Hubo un tiempo en que la ética se refería a los escrúpulos como aquella especie de estado en el que la conciencia “sobresentía”. Una suerte de hipersensibilidad que ofrecía malestar casi por cualquier acto que se identificaba como malo. La conciencia escrupulosa no sentía paz por juzgarse todo el tiempo de manera rígida.
Los moralistas hablaban de ella casi como de una enfermedad, un movimiento afectado que llevaba al confesionario de manera continua. Los confesores, cuando conocían al penitente, en su función de terapeutas, aliviaban el alma perturbada y los invitaban quizá no al relajamiento, pero sí a conformar su corazón a la benevolencia divina. El pensamiento de que Dios, más que un juez severo, era pura bondad, perdón y misericordia.
Lo anterior es parte de un pasado que algún joven lector apenas comprende. Un arcaísmo que no refleja la realidad porque lo actual es todo lo contrario: la anestesia del espíritu. El inescrúpulo es ese fenómeno en el que la conciencia está como ausente, arrobada, insensible, sin enterarse de la maldad que provoca, acelerando más bien el daño que inflige.
Sucede en la esfera política, en los partidos que roban las elecciones, en el ministro que miente, en el servidor público que no presta servicio. El burócrata sin escrúpulos no siente que hace el mal; practica la corrupción con desparpajo, incluso socializa su picardía, se siente modelo de vida y triunfante en una comunidad que juzga derrotada, poco inteligente y perezosa.

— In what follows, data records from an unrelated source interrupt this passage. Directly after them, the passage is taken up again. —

//! Working identity and preset selection.
//!
//! Keeps the form's four fields and the selected preset key in step. Edits
//! in one direction never re-derive the other except on wholesale
//! replacement, where the selection is recomputed from the catalog.

use crate::identity::{Field, Identity};
use crate::preset::{self, CUSTOM_KEY, DEFAULT_KEY};
use tracing::debug;

/// Form state for the identity settings panel.
#[derive(Debug, Clone, PartialEq, Eq)]
pub struct IdentityState {
    pub(crate) identity: Identity,
    pub(crate) selected: String,
    pub(crate) is_loading: bool,
    pub(crate) is_saving: bool,
}

impl Default for IdentityState {
    fn default() -> Self {
        Self {
            identity: preset::default_identity(),
            selected: DEFAULT_KEY.to_string(),
            is_loading: false,
            is_saving: false,
        }
    }
}

impl IdentityState {
    pub fn new() -> Self {
        Self::default()
    }

    pub fn identity(&self) -> &Identity {
        &self.identity
    }

    /// Key of the selected preset, or `custom`.
    pub fn selected_preset_key(&self) -> &str {
        &self.selected
    }

    pub fn is_loading(&self) -> bool {
        self.is_loading
    }

    pub fn is_saving(&self) -> bool {
        self.is_saving
    }

    /// Adopt a whole identity and re-detect the matching preset.
    pub fn replace_identity(&mut self, identity: Identity) {
        self.selected = preset::find_preset_by_identity(&identity)
            .map_or(CUSTOM_KEY, |p| p.key)
            .to_string();
        debug!(identity = %identity, preset = %self.selected, "Identity replaced");
        self.identity = identity;
    }

    /// Change one field. Selection always drops to `custom`.
    pub fn edit_field(&mut self, field: Field, value: impl Into<String>) {
        self.identity.set(field, value);
        self.selected = CUSTOM_KEY.to_string();
    }

    /// Choose a preset by key.
    ///
    /// `custom` and unknown keys only change the selection; any other key
    /// overwrites all four fields.
    pub fn select_preset(&mut self, key: &str) {
        self.selected = key.to_string();
        if key == CUSTOM_KEY {
            return;
        }
        match preset::find_preset_by_key(key) {
            Some(p) => self.identity = p.identity(),
            None => debug!(key, "Unknown preset key, fields left unchanged"),
        }
    }
}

El inescrupuloso anda por la calle, en el tránsito. No es generoso, atropella e insulta. Si va en moto, quiebra retrovisores. En casa insulta a su pareja y la manipula, la reduce a la servidumbre; con los hijos no es diferente. Echa en cara sus actos “generosos” y exige paga por su sacrificio. Es un perverso, pero no lo siente así porque lo aprendió con los amigos y con sus padres, aunque los domingos vaya a misa y se santigüe.
Nada se salva del que no tiene escrúpulos. Quizá el proceso sea progresivo: pequeños hurtos, mini traiciones, agresiones disimuladas, hasta que la conciencia queda justificada por una cultura que tampoco está a la altura, más que por la descristianización, quizá por una deshumanización que encumbra el dinero como absoluto de acción.
Sin olvidar ese ajetreo productivo por el que las personas son incapaces de reparar sobre sí mismas. Eso que en el pasado se llamaba “examen de conciencia”: la oportunidad de considerar el crecimiento personal, el impacto de lo que hacemos, la maldad inconsciente o consciente que a veces provocamos simplemente por vivir.
La buena conciencia no garantiza la bondad de nuestros actos, pero permite el esfuerzo por ser mejores al ajustarnos a lo que somos y a lo que estamos llamados a ser. Lo demás es el universo de lo inauténtico, la vivencia de encarnar una identidad falsa que no solo nos traiciona, sino que extiende el mal en todo lo que toca.